#### What you are asked to do
Each line of the data below either holds "when" or does not. Report how many do, and only that.

== Data extracts

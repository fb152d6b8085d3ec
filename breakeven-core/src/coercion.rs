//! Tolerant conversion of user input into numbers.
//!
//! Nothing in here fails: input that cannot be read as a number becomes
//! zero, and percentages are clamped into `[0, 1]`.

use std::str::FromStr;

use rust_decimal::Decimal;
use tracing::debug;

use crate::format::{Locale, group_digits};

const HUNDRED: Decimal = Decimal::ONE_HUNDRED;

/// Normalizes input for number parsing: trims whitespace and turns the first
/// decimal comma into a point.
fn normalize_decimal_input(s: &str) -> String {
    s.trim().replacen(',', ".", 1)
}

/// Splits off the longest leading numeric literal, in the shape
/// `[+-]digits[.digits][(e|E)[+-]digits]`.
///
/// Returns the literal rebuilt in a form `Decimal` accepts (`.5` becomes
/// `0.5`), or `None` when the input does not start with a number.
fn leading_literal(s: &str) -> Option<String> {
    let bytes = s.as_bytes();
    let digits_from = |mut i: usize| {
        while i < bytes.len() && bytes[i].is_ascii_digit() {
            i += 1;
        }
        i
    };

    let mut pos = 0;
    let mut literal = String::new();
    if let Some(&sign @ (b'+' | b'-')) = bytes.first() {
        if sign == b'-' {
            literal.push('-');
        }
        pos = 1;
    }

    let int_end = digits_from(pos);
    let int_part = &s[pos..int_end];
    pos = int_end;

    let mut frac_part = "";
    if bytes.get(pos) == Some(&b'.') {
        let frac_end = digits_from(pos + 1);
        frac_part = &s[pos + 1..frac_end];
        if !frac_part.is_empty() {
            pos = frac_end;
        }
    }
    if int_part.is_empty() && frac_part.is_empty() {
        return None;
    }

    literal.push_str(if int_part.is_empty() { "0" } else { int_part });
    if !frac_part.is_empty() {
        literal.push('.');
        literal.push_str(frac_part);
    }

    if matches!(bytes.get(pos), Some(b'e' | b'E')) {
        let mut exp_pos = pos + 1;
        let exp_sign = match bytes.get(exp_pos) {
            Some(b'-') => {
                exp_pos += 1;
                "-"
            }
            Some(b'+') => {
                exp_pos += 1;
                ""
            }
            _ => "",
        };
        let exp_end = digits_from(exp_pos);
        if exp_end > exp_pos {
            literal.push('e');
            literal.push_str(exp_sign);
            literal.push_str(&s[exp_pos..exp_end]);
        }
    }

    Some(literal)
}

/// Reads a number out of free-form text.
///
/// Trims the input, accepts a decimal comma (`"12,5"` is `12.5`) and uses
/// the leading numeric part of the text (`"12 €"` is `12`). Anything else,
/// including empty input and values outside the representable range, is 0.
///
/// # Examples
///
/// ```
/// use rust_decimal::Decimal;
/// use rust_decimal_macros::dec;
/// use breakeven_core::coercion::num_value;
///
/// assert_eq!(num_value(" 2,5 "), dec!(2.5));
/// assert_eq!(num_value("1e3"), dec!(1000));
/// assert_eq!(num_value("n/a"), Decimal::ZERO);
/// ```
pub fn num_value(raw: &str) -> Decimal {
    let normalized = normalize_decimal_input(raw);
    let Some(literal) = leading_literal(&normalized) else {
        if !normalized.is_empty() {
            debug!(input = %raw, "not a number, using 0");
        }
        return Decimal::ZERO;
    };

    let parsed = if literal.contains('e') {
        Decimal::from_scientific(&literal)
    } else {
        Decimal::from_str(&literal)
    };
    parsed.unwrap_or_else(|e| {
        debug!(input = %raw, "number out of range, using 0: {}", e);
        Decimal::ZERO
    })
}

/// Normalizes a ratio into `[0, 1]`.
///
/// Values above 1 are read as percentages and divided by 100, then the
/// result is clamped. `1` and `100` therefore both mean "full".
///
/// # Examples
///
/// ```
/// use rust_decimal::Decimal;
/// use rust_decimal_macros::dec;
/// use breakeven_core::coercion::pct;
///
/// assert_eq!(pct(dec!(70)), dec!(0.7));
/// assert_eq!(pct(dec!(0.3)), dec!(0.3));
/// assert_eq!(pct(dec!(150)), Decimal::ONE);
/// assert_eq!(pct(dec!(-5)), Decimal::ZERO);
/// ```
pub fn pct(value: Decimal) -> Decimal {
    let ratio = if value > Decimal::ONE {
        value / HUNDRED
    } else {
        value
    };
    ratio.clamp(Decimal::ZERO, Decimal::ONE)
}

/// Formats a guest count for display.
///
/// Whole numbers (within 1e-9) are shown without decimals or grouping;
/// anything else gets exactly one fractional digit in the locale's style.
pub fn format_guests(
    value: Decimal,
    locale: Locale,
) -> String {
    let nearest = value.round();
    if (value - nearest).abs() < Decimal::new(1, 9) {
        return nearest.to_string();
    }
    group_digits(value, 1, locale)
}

====
== Data extracts

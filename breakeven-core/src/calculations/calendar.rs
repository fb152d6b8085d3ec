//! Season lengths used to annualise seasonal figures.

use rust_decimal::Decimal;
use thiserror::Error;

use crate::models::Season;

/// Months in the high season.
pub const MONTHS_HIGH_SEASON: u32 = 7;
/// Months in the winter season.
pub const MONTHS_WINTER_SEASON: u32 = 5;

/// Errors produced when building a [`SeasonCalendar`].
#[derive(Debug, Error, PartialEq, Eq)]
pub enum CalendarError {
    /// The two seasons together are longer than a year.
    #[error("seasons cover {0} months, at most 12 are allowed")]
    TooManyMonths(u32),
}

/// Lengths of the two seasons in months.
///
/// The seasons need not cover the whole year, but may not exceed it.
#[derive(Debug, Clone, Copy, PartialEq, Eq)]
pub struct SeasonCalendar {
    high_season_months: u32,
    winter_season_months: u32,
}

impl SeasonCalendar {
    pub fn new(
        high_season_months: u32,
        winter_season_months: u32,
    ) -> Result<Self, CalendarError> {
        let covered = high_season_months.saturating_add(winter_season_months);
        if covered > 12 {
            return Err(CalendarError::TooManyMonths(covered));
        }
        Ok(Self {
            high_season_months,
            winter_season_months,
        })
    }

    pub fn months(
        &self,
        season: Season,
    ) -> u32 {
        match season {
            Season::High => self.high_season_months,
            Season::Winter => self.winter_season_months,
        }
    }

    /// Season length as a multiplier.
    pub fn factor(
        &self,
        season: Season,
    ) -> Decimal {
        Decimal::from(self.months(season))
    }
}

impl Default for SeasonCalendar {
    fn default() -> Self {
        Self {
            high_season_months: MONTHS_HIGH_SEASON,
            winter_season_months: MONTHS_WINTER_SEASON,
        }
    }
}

====
== Data extracts

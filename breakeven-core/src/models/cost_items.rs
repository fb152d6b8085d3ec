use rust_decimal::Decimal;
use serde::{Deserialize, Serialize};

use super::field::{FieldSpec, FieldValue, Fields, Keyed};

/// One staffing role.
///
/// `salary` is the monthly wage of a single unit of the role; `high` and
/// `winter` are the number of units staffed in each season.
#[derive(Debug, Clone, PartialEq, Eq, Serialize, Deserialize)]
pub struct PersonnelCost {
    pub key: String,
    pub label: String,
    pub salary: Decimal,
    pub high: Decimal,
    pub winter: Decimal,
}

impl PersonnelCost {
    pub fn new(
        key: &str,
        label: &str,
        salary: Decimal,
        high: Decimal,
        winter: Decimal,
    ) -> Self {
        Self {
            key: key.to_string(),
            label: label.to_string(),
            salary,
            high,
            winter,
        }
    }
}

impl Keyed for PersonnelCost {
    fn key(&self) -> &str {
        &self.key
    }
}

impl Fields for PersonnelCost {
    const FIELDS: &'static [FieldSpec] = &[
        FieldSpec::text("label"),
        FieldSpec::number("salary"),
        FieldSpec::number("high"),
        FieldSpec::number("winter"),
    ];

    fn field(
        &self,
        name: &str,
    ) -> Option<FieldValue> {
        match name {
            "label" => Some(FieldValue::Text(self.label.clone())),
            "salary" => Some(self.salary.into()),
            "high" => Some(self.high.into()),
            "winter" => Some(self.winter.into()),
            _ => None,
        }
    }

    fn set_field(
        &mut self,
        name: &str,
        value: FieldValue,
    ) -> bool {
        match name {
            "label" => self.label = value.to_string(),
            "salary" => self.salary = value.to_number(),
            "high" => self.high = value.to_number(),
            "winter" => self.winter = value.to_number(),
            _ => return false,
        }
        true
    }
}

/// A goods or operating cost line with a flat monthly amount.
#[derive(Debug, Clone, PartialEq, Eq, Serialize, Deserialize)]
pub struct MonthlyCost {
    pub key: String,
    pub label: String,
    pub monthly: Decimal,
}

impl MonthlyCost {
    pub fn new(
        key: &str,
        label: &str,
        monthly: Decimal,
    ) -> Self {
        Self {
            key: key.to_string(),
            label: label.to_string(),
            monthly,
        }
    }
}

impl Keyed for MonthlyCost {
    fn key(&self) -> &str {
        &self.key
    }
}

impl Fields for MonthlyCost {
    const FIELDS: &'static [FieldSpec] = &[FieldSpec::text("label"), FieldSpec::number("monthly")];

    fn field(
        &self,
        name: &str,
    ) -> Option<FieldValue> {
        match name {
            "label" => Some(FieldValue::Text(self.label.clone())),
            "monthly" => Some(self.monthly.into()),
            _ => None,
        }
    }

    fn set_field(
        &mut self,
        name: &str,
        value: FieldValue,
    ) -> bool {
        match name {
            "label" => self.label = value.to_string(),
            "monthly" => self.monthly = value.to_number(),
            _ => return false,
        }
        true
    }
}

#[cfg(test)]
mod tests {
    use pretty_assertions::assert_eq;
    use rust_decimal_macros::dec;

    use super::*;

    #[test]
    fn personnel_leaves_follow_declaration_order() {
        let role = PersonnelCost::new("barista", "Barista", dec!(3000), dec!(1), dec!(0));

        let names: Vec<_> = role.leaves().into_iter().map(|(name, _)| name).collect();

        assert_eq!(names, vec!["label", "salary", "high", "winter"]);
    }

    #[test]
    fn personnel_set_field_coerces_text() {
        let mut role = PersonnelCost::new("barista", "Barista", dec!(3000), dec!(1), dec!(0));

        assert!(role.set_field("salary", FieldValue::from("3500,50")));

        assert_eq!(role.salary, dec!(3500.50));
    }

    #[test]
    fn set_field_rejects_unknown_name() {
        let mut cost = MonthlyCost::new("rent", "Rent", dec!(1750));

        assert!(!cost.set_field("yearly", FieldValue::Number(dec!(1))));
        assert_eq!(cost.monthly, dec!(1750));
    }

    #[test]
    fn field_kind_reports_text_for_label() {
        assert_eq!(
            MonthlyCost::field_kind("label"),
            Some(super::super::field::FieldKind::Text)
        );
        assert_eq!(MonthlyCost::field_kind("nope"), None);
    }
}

====

#### Answer box
2